Goal of the exercise:
Please set down, unchanged, the line containing "let s = Slots::from(vec![5, 2, 8, 1, 9, 3]);" and all the lines that follow it until the data below ends.

[Dataset entries]
_____

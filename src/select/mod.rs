//! Order statistics and the sort family
//!
//! [`nth_element`] is an iterative quickselect with restart: median-of-
//! three pivots, a three-way-aware Hoare scan, and a `maybe_sorted`
//! shortcut that bails out when an undisturbed side turns out to already
//! be in order. `sort`/`stable_sort` delegate to the host comparison
//! sorts through a cursor-read buffer; `partial_sort` keeps the k
//! smallest seen in a max-heap.

use tracing::trace;

use crate::compare::{natural_less, ordering_from_less};
use crate::cursor::{Forward, MultiPass, RandomAccess, Readable, Writable};
use crate::heap::{sort_heap_by, HeapView};
use crate::swap_at;

/// Direct comparison sort for short spans; offsets are relative to `base`.
fn insertion_sort<C, F>(base: &C, lo: isize, hi: isize, less: &mut F)
where
    C: Writable + RandomAccess,
    F: FnMut(&C::Item, &C::Item) -> bool,
{
    let mut i = lo + 1;
    while i < hi {
        let mut j = i;
        while j > lo {
            let prev = base.advance_by(j - 1);
            let cur = base.advance_by(j);
            if !less(&cur.read(), &prev.read()) {
                break;
            }
            swap_at(&prev, &cur);
            j -= 1;
        }
        i += 1;
    }
}

fn sorted_span<C, F>(base: &C, lo: isize, hi: isize, less: &mut F) -> bool
where
    C: Writable + RandomAccess,
    F: FnMut(&C::Item, &C::Item) -> bool,
{
    let mut i = lo + 1;
    while i < hi {
        if less(&base.advance_by(i).read(), &base.advance_by(i - 1).read()) {
            return false;
        }
        i += 1;
    }
    true
}

/// Rearrange the range so the element at `nth` is the one a full sort
/// would put there, with everything before it ordered no later and
/// everything after it no earlier.
///
/// Iterative quickselect: each round partitions around a median-of-three
/// pivot and restarts on whichever side still contains `nth`, so stack
/// depth stays constant. An out-of-range `nth` leaves the range untouched
/// (precondition violation, handled as a no-op).
pub fn nth_element_by<C, F>(first: C, nth: C, last: C, mut less: F)
where
    C: Writable + RandomAccess,
    F: FnMut(&C::Item, &C::Item) -> bool,
{
    let len = first.distance_to(&last);
    let nth_i = first.distance_to(&nth);
    if nth_i < 0 || nth_i >= len {
        return;
    }
    let base = first;
    let mut lo = 0isize;
    let mut hi = len;
    loop {
        if hi - lo <= 7 {
            insertion_sort(&base, lo, hi, &mut less);
            return;
        }
        trace!(lo, hi, nth = nth_i, "nth_element restart");

        // Median-of-three over the landmarks, pre-sorting them so the
        // ends double as scan bounds.
        let mid = lo + (hi - lo) / 2;
        let a = base.advance_by(lo);
        let m = base.advance_by(mid);
        let z = base.advance_by(hi - 1);
        if less(&m.read(), &a.read()) {
            swap_at(&a, &m);
        }
        if less(&z.read(), &m.read()) {
            swap_at(&m, &z);
            if less(&m.read(), &a.read()) {
                swap_at(&a, &m);
            }
        }
        let pivot = m.read();

        // Hoare two-pointer scan, three-way aware: pointers stop on
        // elements equal to the pivot, so duplicate-heavy inputs split
        // near the middle instead of degenerating.
        let mut i = lo;
        let mut j = hi - 1;
        let mut disturbed = false;
        while i <= j {
            while less(&base.advance_by(i).read(), &pivot) {
                i += 1;
            }
            while less(&pivot, &base.advance_by(j).read()) {
                j -= 1;
            }
            if i <= j {
                let ci = base.advance_by(i);
                let cj = base.advance_by(j);
                if i != j {
                    let vi = ci.read();
                    let vj = cj.read();
                    if less(&vi, &vj) || less(&vj, &vi) {
                        disturbed = true;
                    }
                    ci.write(vj);
                    cj.write(vi);
                }
                i += 1;
                j -= 1;
            }
        }

        // [lo, j] <= pivot, [i, hi) >= pivot, (j, i) equals the pivot.
        if nth_i <= j {
            hi = j + 1;
        } else if nth_i >= i {
            lo = i;
        } else {
            // nth landed in the run of pivot-equal elements.
            return;
        }
        // A side the scan never reordered may already be sorted; one
        // linear check then lets the whole restart become a no-op.
        if !disturbed && sorted_span(&base, lo, hi, &mut less) {
            return;
        }
    }
}

/// [`nth_element_by`] under the natural order.
pub fn nth_element<C>(first: C, nth: C, last: C)
where
    C: Writable + RandomAccess,
    C::Item: Ord,
{
    nth_element_by(first, nth, last, natural_less);
}

/// Sort the range ascending under `less`. Unstable; delegates to the host
/// unstable slice sort over a cursor-read buffer.
pub fn sort_by<C, F>(first: C, last: C, mut less: F)
where
    C: Writable + RandomAccess,
    F: FnMut(&C::Item, &C::Item) -> bool,
{
    let mut buf = read_out(&first, &last);
    buf.sort_unstable_by(ordering_from_less(|a: &C::Item, b: &C::Item| less(a, b)));
    write_back(&first, buf);
}

/// [`sort_by`] under the natural order.
pub fn sort<C>(first: C, last: C)
where
    C: Writable + RandomAccess,
    C::Item: Ord,
{
    sort_by(first, last, natural_less);
}

/// Sort the range ascending, preserving the relative order of equal
/// elements. Delegates to the host stable slice sort.
pub fn stable_sort_by<C, F>(first: C, last: C, mut less: F)
where
    C: Writable + RandomAccess,
    F: FnMut(&C::Item, &C::Item) -> bool,
{
    let mut buf = read_out(&first, &last);
    buf.sort_by(ordering_from_less(|a: &C::Item, b: &C::Item| less(a, b)));
    write_back(&first, buf);
}

/// [`stable_sort_by`] under the natural order.
pub fn stable_sort<C>(first: C, last: C)
where
    C: Writable + RandomAccess,
    C::Item: Ord,
{
    stable_sort_by(first, last, natural_less);
}

fn read_out<C>(first: &C, last: &C) -> Vec<C::Item>
where
    C: Readable + RandomAccess,
{
    let len = first.distance_to(last).max(0) as usize;
    let mut buf = Vec::with_capacity(len);
    for i in 0..len {
        buf.push(first.advance_by(i as isize).read());
    }
    buf
}

fn write_back<C>(first: &C, buf: Vec<C::Item>)
where
    C: Writable + RandomAccess,
{
    for (i, v) in buf.into_iter().enumerate() {
        first.advance_by(i as isize).write(v);
    }
}

/// Sort the smallest `middle - first` elements of the range into
/// `[first, middle)`; the remainder ends up in unspecified order.
///
/// Max-heap over the prefix, then each element of `[middle, last)` that
/// beats the heap maximum displaces it. O(n log k), k = `middle - first`.
pub fn partial_sort_by<C, F>(first: C, middle: C, last: C, mut less: F)
where
    C: Writable + RandomAccess,
    F: FnMut(&C::Item, &C::Item) -> bool,
{
    let k = first.distance_to(&middle).max(0) as usize;
    if k == 0 {
        return;
    }
    let heap = HeapView::new(first.clone(), k);
    heap.build(&mut less);
    let mut it = middle.clone();
    while it != last {
        if less(&it.read(), &first.read()) {
            swap_at(&it, &first);
            heap.sift_down(0, &mut less);
        }
        it = it.next();
    }
    sort_heap_by(first, middle, less);
}

/// [`partial_sort_by`] under the natural order.
pub fn partial_sort<C>(first: C, middle: C, last: C)
where
    C: Writable + RandomAccess,
    C::Item: Ord,
{
    partial_sort_by(first, middle, last, natural_less);
}

/// Copy the smallest `min(source len, destination len)` elements of the
/// source into the destination in ascending order; returns the cursor
/// past the sorted prefix actually produced.
///
/// Same heap algorithm as [`partial_sort_by`], but the heap lives in the
/// destination, so the source only needs forward reads.
pub fn partial_sort_copy_by<C, D, F>(first: C, last: C, d_first: D, d_last: D, mut less: F) -> D
where
    C: Readable + Forward,
    D: Writable<Item = C::Item> + RandomAccess,
    F: FnMut(&C::Item, &C::Item) -> bool,
{
    let cap = d_first.distance_to(&d_last).max(0) as usize;
    if cap == 0 {
        return d_first;
    }
    let mut it = first;
    let mut filled = 0usize;
    while it != last && filled < cap {
        d_first.advance_by(filled as isize).write(it.read());
        filled += 1;
        it = it.next();
    }
    let heap = HeapView::new(d_first.clone(), filled);
    heap.build(&mut less);
    while it != last {
        let v = it.read();
        if less(&v, &d_first.read()) {
            d_first.write(v);
            heap.sift_down(0, &mut less);
        }
        it = it.next();
    }
    let d_end = d_first.advance_by(filled as isize);
    sort_heap_by(d_first, d_end.clone(), less);
    d_end
}

/// [`partial_sort_copy_by`] under the natural order.
pub fn partial_sort_copy<C, D>(first: C, last: C, d_first: D, d_last: D) -> D
where
    C: Readable + Forward,
    D: Writable<Item = C::Item> + RandomAccess,
    C::Item: Ord,
{
    partial_sort_copy_by(first, last, d_first, d_last, natural_less)
}

/// Cursor one past the longest sorted prefix.
pub fn is_sorted_until_by<C, F>(first: C, last: C, mut less: F) -> C
where
    C: Readable + MultiPass,
    F: FnMut(&C::Item, &C::Item) -> bool,
{
    if first == last {
        return last;
    }
    let mut it = first;
    let mut ahead = it.next();
    while ahead != last {
        if less(&ahead.read(), &it.read()) {
            return ahead;
        }
        it = ahead.clone();
        ahead = ahead.next();
    }
    last
}

/// Whether the range is sorted ascending under `less`.
pub fn is_sorted_by<C, F>(first: C, last: C, less: F) -> bool
where
    C: Readable + MultiPass,
    F: FnMut(&C::Item, &C::Item) -> bool,
{
    is_sorted_until_by(first, last.clone(), less) == last
}

/// [`is_sorted_by`] under the natural order.
pub fn is_sorted<C>(first: C, last: C) -> bool
where
    C: Readable + MultiPass,
    C::Item: Ord,
{
    is_sorted_by(first, last, natural_less)
}

#[cfg(test)]
mod tests {
    use super::*;
    use crate::seq::Slots;

    #[test]
    fn nth_element_places_the_order_statistic() {
        let s = Slots::from(vec![3, 1, 4, 1, 5, 9, 2, 6]);
        nth_element(s.begin(), s.cursor_at(3), s.end());
        // sorted = [1, 1, 2, 3, 4, 5, 6, 9]
        assert_eq!(s.cursor_at(3).read(), 3);
        let v = s.snapshot();
        assert!(v[..3].iter().all(|x| *x <= v[3]));
        assert!(v[4..].iter().all(|x| *x >= v[3]));
    }

    #[test]
    fn nth_out_of_range_is_a_no_op() {
        let s = Slots::from(vec![5, 3, 1]);
        nth_element(s.begin(), s.end(), s.end());
        assert_eq!(s.snapshot(), vec![5, 3, 1]);
    }

    #[test]
    fn duplicate_heavy_input_selects_correctly() {
        let s = Slots::from(vec![2; 64]);
        nth_element(s.begin(), s.cursor_at(20), s.end());
        assert_eq!(s.cursor_at(20).read(), 2);
    }

    #[test]
    fn partial_sort_orders_the_prefix() {
        let s = Slots::from(vec![9, 7, 5, 3, 1, 8, 6, 4, 2, 0]);
        partial_sort(s.begin(), s.cursor_at(4), s.end());
        assert_eq!(s.snapshot()[..4], [0, 1, 2, 3]);
    }

    #[test]
    fn sort_family_agrees_with_the_host_sort() {
        let s = Slots::from(vec![5, 2, 8, 1, 9, 3]);
        sort(s.begin(), s.end());
        assert_eq!(s.snapshot(), vec![1, 2, 3, 5, 8, 9]);
        assert!(is_sorted(s.begin(), s.end()));
    }
}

_____

Answer section:
        let s = Slots::from(vec![5, 2, 8, 1, 9, 3]);
        sort(s.begin(), s.end());
        assert_eq!(s.snapshot(), vec![1, 2, 3, 5, 8, 9]);
        assert!(is_sorted(s.begin(), s.end()));
    }
}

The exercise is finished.